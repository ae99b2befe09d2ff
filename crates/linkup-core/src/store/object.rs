use serde::Serialize;
use strum::Display;

#[derive(Debug, Clone, Copy, PartialEq, Eq, Serialize, Display)]
#[serde(rename_all = "lowercase")]
#[strum(serialize_all = "lowercase")]
pub enum ObjectKind {
    Device,
    Channel,
    State,
}

/// Value type of a state object.
#[derive(Debug, Clone, Copy, PartialEq, Eq, Serialize, Display)]
#[serde(rename_all = "lowercase")]
#[strum(serialize_all = "lowercase")]
pub enum StateType {
    Boolean,
    Number,
    String,
    Mixed,
}

impl StateType {
    /// Infer the state type from a JSON leaf.
    pub fn of(value: &serde_json::Value) -> Self {
        match value {
            serde_json::Value::Bool(_) => Self::Boolean,
            serde_json::Value::Number(_) => Self::Number,
            serde_json::Value::String(_) => Self::String,
            _ => Self::Mixed,
        }
    }
}

#[derive(Debug, Clone, PartialEq, Eq, Serialize)]
pub struct ObjectCommon {
    pub name: String,
    #[serde(skip_serializing_if = "Option::is_none")]
    pub role: Option<String>,
    #[serde(rename = "type", skip_serializing_if = "Option::is_none")]
    pub value_type: Option<StateType>,
    pub read: bool,
    pub write: bool,
}

impl ObjectCommon {
    fn named(name: impl Into<String>) -> Self {
        Self {
            name: name.into(),
            role: None,
            value_type: None,
            read: true,
            write: false,
        }
    }
}

/// Definition of a node in the state tree.
#[derive(Debug, Clone, PartialEq, Eq, Serialize)]
pub struct ObjectSpec {
    #[serde(rename = "type")]
    pub kind: ObjectKind,
    pub common: ObjectCommon,
}

impl ObjectSpec {
    pub fn device(name: impl Into<String>) -> Self {
        Self {
            kind: ObjectKind::Device,
            common: ObjectCommon::named(name),
        }
    }

    pub fn channel(name: impl Into<String>) -> Self {
        Self {
            kind: ObjectKind::Channel,
            common: ObjectCommon::named(name),
        }
    }

    /// Read-only state holding values of `value_type`.
    pub fn state(name: impl Into<String>, value_type: StateType) -> Self {
        Self {
            kind: ObjectKind::State,
            common: ObjectCommon {
                value_type: Some(value_type),
                ..ObjectCommon::named(name)
            },
        }
    }

    /// Writable boolean button, e.g. `<id>.remote.Refresh`.
    pub fn button(name: impl Into<String>) -> Self {
        Self {
            kind: ObjectKind::State,
            common: ObjectCommon {
                name: name.into(),
                role: Some("boolean".into()),
                value_type: Some(StateType::Boolean),
                read: true,
                write: true,
            },
        }
    }

    /// Merge `other` into `self`: kind and name always follow `other`,
    /// optional attributes only when `other` sets them.
    pub fn merge(&mut self, other: ObjectSpec) {
        self.kind = other.kind;
        self.common.name = other.common.name;
        self.common.read = other.common.read;
        self.common.write = other.common.write;
        if other.common.role.is_some() {
            self.common.role = other.common.role;
        }
        if other.common.value_type.is_some() {
            self.common.value_type = other.common.value_type;
        }
    }
}
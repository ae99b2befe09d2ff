// ── Runtime sync configuration ──
//
// These types describe *how* to talk to LibreLinkUp and how often.
// They carry credential data and timing, but never touch disk.
// The CLI constructs a `SyncConfig` (via linkup-config) and hands it in.

use std::time::Duration;

use linkup_api::{ClientIdentity, Credentials, LinkUpClient, TransportConfig};
use tracing::info;
use url::Url;

use crate::error::CoreError;

/// Floor for the data-refresh interval.
pub const MIN_POLL_INTERVAL: Duration = Duration::from_secs(30);

/// Unconditional re-login period.
pub const TOKEN_REFRESH_INTERVAL: Duration = Duration::from_secs(22 * 60 * 60);

/// Device-list refresh period (23.9 hours).
pub const DEVICE_LIST_INTERVAL: Duration = Duration::from_secs(86_040);

/// Delay between a 401 on a data refresh and the re-login it triggers.
pub const REAUTH_DELAY: Duration = Duration::from_secs(60);

/// Timer periods used by the poll scheduler.
#[derive(Debug, Clone, Copy, PartialEq, Eq)]
pub struct Schedule {
    pub poll_interval: Duration,
    pub token_refresh: Duration,
    pub device_refresh: Duration,
    pub reauth_delay: Duration,
}

impl Default for Schedule {
    fn default() -> Self {
        Self::with_poll_minutes(5.0)
    }
}

impl Schedule {
    /// Fixed periods plus a data-refresh interval given in minutes,
    /// clamped to [`MIN_POLL_INTERVAL`].
    pub fn with_poll_minutes(minutes: f64) -> Self {
        Self {
            poll_interval: clamp_poll_interval(minutes),
            token_refresh: TOKEN_REFRESH_INTERVAL,
            device_refresh: DEVICE_LIST_INTERVAL,
            reauth_delay: REAUTH_DELAY,
        }
    }
}

/// Convert a poll interval in minutes to a `Duration`, never below 0.5 min.
pub fn clamp_poll_interval(minutes: f64) -> Duration {
    let floor = MIN_POLL_INTERVAL.as_secs_f64() / 60.0;
    if !minutes.is_finite() || minutes < floor {
        info!(requested = minutes, "set interval to minimum 0.5");
        return MIN_POLL_INTERVAL;
    }
    Duration::from_secs_f64(minutes * 60.0)
}

/// Everything needed to run one sync instance.
#[derive(Debug, Clone)]
pub struct SyncConfig {
    pub credentials: Credentials,
    /// Regional host selector (`eu`, `us`, `de`, ...).
    pub region: String,
    /// Explicit API root; overrides `region` (proxies, tests).
    pub base_url: Option<Url>,
    /// Declared app version; `None` uses the built-in default.
    pub client_version: Option<String>,
    pub timeout: Duration,
    pub schedule: Schedule,
}

impl SyncConfig {
    pub fn new(credentials: Credentials, region: impl Into<String>) -> Self {
        Self {
            credentials,
            region: region.into(),
            base_url: None,
            client_version: None,
            timeout: Duration::from_secs(30),
            schedule: Schedule::default(),
        }
    }

    /// The identity headers this instance declares.
    pub fn identity(&self) -> ClientIdentity {
        self.client_version
            .as_deref()
            .map_or_else(ClientIdentity::default, ClientIdentity::with_version)
    }

    /// Build the HTTP client for this configuration.
    pub fn build_client(&self) -> Result<LinkUpClient, CoreError> {
        let transport = TransportConfig {
            identity: self.identity(),
            timeout: self.timeout,
        };
        let client = match self.base_url {
            Some(ref url) => LinkUpClient::new(url.clone(), &transport)?,
            None => LinkUpClient::for_region(&self.region, &transport).map_err(|_| {
                CoreError::Config {
                    message: format!("invalid region '{}'", self.region),
                }
            })?,
        };
        Ok(client)
    }
}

• **What is needed**: Your answer should hold the line with "this instance declares." and each line after it to the end of the data, retyped exactly. Include no other lines.

• **Response below**:
    /// The identity headers this instance declares.
    pub fn identity(&self) -> ClientIdentity {
        self.client_version
            .as_deref()
            .map_or_else(ClientIdentity::default, ClientIdentity::with_version)
    }

    /// Build the HTTP client for this configuration.
    pub fn build_client(&self) -> Result<LinkUpClient, CoreError> {
        let transport = TransportConfig {
            identity: self.identity(),
            timeout: self.timeout,
        };
        let client = match self.base_url {
            Some(ref url) => LinkUpClient::new(url.clone(), &transport)?,
            None => LinkUpClient::for_region(&self.region, &transport).map_err(|_| {
                CoreError::Config {
                    message: format!("invalid region '{}'", self.region),
                }
            })?,
        };
        Ok(client)
    }
}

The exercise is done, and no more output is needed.